A $$\Sigma$$-protocol is a zero-knowledge proof as well, but with very different properties:

• unlike a ZK-SNARK, it is interactive (three moves)
• unlike a ZK-SNARK, it is not fully zero-knowledge (but only honest-verifier zero-knowledge)
• unlike a ZK-SNARK, it is not succinct

On the positive side, $$\Sigma$$-protocols exist unconditionally (ZK-SNARK require ultra strong assumptions) and do not need any trusted setup (ZK-SNARKs require a common reference string).

Now, regarding the many things you mentioned:

• Fiat-Shamir is not a $$\Sigma$$-protocol, it is a technique to transform a $$\Sigma$$-protocol into a non-interactive zero-knowledge proof (NIZK). Note that $$\Sigma$$-protocol + Fiat-Shamir does not give a ZK-SNARK, because the NIZK is not succinct in general.
• Pedersen commitments are not $$\Sigma$$-protocols, they are commitments - a "cryptographic box" in which you can put a message so that it stays hidden, but which cannot be opened to a different message. They are used a lot to construct the statements we want to prove with $$\Sigma$$-protocols in high level applications. Typically, you will put many secret values involved in the protocol in these "cryptographic boxes", and use $$\Sigma$$-protocols to demonstrate that these (hidden) values satisfy some relations.
• ZK-SNARKs are not "used to delegate functions", but they are useful when you have a delegation scheme and want to make sure that the server was honest.

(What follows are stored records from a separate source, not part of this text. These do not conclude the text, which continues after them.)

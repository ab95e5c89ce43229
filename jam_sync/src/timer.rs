// Contract for the external timer whose state a session shares.
//
// The sync layer never interprets timer state. A host reads a snapshot on
// every broadcast tick; a participant replaces its timer state wholesale with
// each snapshot it receives. "Jam mode" tells the timer that its state is
// driven from outside, so it can stop advancing on its own clock.
//
// The owning process usually needs the same timer for rendering, so the trait
// is also implemented for `Arc<Mutex<T>>`. A poisoned lock is recovered
// rather than propagated: the timer state is plain data and a panicked
// renderer should not take the session down with it.

use std::sync::{Arc, Mutex, PoisonError};

use serde::Serialize;
use serde::de::DeserializeOwned;

/// A timer that can be mirrored across a jam session.
pub trait SessionTimer {
    /// Full snapshot of the timer, as carried in `state-sync` messages.
    type State: Serialize + DeserializeOwned;

    fn get_state(&self) -> Self::State;

    /// Replace the current state. Applying the same snapshot twice must be
    /// harmless.
    fn set_state(&mut self, state: Self::State);

    /// `true` while the timer accepts externally applied state.
    fn set_jam_mode(&mut self, enabled: bool);
}

impl<T: SessionTimer> SessionTimer for Arc<Mutex<T>> {
    type State = T::State;

    fn get_state(&self) -> Self::State {
        self.lock()
            .unwrap_or_else(PoisonError::into_inner)
            .get_state()
    }

    fn set_state(&mut self, state: Self::State) {
        self.lock()
            .unwrap_or_else(PoisonError::into_inner)
            .set_state(state);
    }

    fn set_jam_mode(&mut self, enabled: bool) {
        self.lock()
            .unwrap_or_else(PoisonError::into_inner)
            .set_jam_mode(enabled);
    }
}
// jam_sync — relay connection and host-driven state sync for jam sessions.
//
// A jam session is one host and any number of participants sharing a timer
// through a third-party WebSocket relay. The relay tracks membership and
// decides who is host; this crate keeps a client connected to it, mirrors its
// roster, broadcasts timer snapshots while hosting, and applies them while
// participating.
//
// Module overview:
// - `config.rs`:       `SyncConfig` (relay address, broadcast cadence, backoff
//                      policy) and relay URL construction.
// - `transport.rs`:    The `Transport` seam and `WsTransport`, a blocking
//                      tungstenite socket pumped by one I/O thread per socket.
// - `connection.rs`:   `ReconnectingConnection`, the connection state machine
//                      with bounded exponential-backoff retries.
// - `coordinator.rs`:  `SessionCoordinator`, the session logic: role mirror,
//                      state broadcast/apply, control and host transfer.
// - `timer.rs`:        `SessionTimer`, the contract for the shared timer.
// - `runtime.rs`:      `SessionHandle` and the session thread that drives a
//                      coordinator from one `mpsc` channel.
// - `error.rs`:        `SyncError`.
//
// The connection and coordinator are sans-I/O state machines that take the
// current `Instant` as an argument and report their next deadline. Only
// `transport.rs` and `runtime.rs` touch threads and the network.

pub mod config;
pub mod connection;
pub mod coordinator;
pub mod error;
pub mod runtime;
pub mod timer;
pub mod transport;

pub use config::{DEFAULT_SERVER, SyncConfig};
pub use connection::{ConnectionEvent, JoinInfo, ReconnectingConnection};
pub use coordinator::{SessionCoordinator, SessionEvent, SessionParams};
pub use error::SyncError;
pub use runtime::SessionHandle;
pub use timer::SessionTimer;
pub use transport::{Transport, TransportEvent, TransportEventKind, WsTransport};

use jam_protocol::types::ParticipantId;

/// Length of generated participant ids.
const PARTICIPANT_ID_LEN: usize = 12;

/// Current wall-clock time as Unix epoch milliseconds, for message stamps.
pub fn now_millis() -> u64 {
    u64::try_from(chrono::Utc::now().timestamp_millis()).unwrap_or(0)
}

/// Fresh random participant id: short, lowercase, URL-safe.
pub(crate) fn generate_participant_id() -> ParticipantId {
    let mut id = uuid::Uuid::new_v4().simple().to_string();
    id.truncate(PARTICIPANT_ID_LEN);
    ParticipantId(id)
}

However, we usually don't really care about the ZK part for this application; what we care about is the succinctness. Here is a typical example: there is a super complex function $$f$$, you have $$x$$ and want to compute $$f(x)$$, but it costs too much. So, you send $$x$$ to a powerful server, who computes $$y = f(x)$$ for you and send you the result. But you do not trust the server, so to convince you that the result is correct, the server also sends you a proof that the statement $$y = f(x)$$ is correct. Here, the core property for this scheme to be useful is that checking the proof should be much faster than computing $$f(x)$$ yourself (otherwise there would be no point in delegating the computation in the first place).

Note that $$\Sigma$$-protocols are not succinct, so they are useless for the application to delegation of computation. Secure function evaluation has also nothing to do with that. Secure function evaluation is used in delegation when you want to hide the input $$x$$ from the server (so the server should compute $$f(x)$$ for you without seeing $$x$$). This is an orthogonal problem; what ZK-SNARK solve is the problem of letting the server prove that he computed the right value. This can be done independently of whether the server is doing the computation "blindly" (using some secure function evaluation technique, e.g. homomorphic encryption) or in the clear. Hence, SFE and ZK-SNARKs are just completely different, both can be used to solve different problems related to delegation.

RSA accumulators and attribute-based encryption have nothing to do with all of that. If you have ZK-SNARKs, you can build accumulators, but that's it. RSA accumulators are just a specific type of accumulators, and one that does not use ZK-SNARKs. Attribute-based encryption is an advanced cryptographic primitive that might use other simpler primitives in some existing constructions, but in general it has no formal relations to ZK-SNARKs.